**Your instructions**:
Among the entries, how many lines carry the string "mocking"? Give the number and nothing else.

:: Supplied information ::

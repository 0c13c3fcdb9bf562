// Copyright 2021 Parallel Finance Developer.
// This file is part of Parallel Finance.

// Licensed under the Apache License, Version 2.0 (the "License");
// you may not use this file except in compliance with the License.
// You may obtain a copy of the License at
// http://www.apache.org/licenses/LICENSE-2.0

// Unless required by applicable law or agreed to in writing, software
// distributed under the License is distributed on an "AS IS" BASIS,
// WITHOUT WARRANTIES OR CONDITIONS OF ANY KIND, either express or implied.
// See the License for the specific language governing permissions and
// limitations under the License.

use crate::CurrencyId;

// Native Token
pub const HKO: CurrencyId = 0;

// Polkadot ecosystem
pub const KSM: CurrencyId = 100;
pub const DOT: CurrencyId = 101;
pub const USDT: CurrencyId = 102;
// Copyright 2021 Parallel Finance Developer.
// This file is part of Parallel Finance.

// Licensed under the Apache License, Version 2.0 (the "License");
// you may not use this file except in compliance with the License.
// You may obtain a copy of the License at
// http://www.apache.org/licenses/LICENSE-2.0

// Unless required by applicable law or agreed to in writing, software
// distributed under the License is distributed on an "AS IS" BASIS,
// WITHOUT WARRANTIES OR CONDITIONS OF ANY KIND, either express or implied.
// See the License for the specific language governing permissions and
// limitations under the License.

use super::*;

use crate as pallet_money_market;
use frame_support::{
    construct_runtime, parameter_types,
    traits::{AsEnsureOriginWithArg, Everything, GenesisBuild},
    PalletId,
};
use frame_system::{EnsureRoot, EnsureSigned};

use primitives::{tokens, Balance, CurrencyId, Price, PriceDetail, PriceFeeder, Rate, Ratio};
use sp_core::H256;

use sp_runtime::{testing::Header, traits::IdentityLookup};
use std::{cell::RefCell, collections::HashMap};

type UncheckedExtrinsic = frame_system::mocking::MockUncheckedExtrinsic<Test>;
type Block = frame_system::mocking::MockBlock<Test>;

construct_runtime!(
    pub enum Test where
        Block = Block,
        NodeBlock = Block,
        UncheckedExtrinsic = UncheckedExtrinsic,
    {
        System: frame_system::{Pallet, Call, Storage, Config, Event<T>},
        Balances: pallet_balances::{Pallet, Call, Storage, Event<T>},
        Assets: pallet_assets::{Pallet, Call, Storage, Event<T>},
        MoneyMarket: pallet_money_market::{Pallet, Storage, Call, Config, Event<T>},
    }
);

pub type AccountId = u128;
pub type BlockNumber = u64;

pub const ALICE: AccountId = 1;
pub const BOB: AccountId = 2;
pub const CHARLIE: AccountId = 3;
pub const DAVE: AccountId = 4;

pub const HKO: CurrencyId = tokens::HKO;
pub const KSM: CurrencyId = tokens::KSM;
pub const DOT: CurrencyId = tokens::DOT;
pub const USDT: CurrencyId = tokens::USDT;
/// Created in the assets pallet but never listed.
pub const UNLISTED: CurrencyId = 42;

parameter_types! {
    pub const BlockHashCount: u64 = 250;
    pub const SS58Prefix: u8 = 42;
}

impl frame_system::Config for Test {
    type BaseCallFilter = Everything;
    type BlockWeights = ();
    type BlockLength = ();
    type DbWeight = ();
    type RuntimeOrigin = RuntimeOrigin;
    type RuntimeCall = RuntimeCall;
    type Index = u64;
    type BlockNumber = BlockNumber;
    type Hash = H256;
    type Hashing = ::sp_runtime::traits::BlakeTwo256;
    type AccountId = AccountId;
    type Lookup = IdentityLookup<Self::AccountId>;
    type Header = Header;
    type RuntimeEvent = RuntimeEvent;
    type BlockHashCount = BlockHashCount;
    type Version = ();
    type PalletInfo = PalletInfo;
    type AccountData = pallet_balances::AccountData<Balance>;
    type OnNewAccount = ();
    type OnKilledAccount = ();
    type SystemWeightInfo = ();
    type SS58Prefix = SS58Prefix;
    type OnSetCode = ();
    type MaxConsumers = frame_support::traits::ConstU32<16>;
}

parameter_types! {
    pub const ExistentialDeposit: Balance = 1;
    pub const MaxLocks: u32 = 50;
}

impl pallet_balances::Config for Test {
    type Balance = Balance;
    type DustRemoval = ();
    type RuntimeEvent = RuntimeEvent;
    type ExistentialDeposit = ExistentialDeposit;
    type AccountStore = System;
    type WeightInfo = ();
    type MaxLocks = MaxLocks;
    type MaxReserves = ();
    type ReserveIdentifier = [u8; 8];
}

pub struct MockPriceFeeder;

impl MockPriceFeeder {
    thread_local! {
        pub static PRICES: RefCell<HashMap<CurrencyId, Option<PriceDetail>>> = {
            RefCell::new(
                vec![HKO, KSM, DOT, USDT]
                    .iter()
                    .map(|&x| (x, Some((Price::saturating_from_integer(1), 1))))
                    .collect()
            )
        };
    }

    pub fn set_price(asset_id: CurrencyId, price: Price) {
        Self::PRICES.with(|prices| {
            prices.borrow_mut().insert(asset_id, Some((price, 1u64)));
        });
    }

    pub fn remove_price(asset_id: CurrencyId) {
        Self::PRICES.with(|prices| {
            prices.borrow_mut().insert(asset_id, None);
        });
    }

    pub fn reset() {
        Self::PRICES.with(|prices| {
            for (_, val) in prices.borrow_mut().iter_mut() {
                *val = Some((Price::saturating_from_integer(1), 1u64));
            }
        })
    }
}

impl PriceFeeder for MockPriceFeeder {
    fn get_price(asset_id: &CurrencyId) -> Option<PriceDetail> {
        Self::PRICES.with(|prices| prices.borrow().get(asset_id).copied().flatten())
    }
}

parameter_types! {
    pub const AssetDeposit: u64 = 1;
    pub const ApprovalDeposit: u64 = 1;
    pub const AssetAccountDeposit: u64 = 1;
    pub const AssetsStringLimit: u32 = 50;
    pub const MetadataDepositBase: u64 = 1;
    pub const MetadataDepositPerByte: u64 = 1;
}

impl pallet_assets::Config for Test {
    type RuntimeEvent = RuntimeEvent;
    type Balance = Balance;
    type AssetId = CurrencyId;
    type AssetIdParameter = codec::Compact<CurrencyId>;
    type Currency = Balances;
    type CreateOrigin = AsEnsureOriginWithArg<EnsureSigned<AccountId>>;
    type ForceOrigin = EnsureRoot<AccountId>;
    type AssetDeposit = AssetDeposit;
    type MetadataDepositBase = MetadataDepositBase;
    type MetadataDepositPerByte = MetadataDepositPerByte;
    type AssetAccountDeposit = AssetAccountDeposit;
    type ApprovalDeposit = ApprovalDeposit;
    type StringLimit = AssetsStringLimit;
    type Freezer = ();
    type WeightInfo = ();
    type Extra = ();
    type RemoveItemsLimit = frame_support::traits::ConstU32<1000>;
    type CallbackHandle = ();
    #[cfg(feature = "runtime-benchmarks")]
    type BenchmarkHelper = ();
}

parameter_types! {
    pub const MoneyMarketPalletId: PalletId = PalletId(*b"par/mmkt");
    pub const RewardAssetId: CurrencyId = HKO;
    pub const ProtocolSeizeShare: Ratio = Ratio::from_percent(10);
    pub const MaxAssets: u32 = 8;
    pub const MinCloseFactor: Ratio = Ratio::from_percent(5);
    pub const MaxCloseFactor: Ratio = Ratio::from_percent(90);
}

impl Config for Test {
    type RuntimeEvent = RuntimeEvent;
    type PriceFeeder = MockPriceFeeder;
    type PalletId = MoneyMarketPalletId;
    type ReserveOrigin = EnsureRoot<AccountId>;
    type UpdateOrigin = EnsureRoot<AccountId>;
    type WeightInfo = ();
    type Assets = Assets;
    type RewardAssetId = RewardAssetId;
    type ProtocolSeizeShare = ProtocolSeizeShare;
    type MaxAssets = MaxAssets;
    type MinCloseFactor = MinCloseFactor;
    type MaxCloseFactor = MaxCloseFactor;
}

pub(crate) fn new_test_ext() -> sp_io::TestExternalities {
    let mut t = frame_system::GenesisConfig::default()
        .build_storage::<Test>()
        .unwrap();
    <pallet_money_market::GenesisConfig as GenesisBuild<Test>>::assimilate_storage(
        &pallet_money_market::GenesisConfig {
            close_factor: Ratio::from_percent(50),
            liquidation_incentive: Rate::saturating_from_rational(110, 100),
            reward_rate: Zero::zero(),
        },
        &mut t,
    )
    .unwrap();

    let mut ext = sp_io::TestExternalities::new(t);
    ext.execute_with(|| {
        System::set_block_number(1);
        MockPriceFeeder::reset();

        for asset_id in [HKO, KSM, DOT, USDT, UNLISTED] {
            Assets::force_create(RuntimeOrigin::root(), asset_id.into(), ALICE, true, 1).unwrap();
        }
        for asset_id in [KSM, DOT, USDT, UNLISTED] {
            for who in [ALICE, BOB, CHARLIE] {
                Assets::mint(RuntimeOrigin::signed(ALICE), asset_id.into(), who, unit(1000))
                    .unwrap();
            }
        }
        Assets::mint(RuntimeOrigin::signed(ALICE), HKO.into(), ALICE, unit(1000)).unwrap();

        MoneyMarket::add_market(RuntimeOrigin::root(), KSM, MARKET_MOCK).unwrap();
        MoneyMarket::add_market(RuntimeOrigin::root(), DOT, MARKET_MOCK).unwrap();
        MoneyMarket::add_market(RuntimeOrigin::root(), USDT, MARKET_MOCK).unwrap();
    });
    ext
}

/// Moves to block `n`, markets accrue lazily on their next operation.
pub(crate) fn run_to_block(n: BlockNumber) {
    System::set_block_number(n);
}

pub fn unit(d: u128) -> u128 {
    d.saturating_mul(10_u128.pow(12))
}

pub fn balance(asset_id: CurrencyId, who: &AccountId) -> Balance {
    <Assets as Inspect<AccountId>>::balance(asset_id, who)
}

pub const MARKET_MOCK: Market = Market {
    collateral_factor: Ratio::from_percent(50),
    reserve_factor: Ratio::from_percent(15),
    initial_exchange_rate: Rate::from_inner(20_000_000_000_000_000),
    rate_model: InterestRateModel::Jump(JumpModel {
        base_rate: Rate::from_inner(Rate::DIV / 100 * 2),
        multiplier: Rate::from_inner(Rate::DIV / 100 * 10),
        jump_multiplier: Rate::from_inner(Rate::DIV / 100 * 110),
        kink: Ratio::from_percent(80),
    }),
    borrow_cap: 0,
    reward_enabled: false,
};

:::

**Written solution**:
2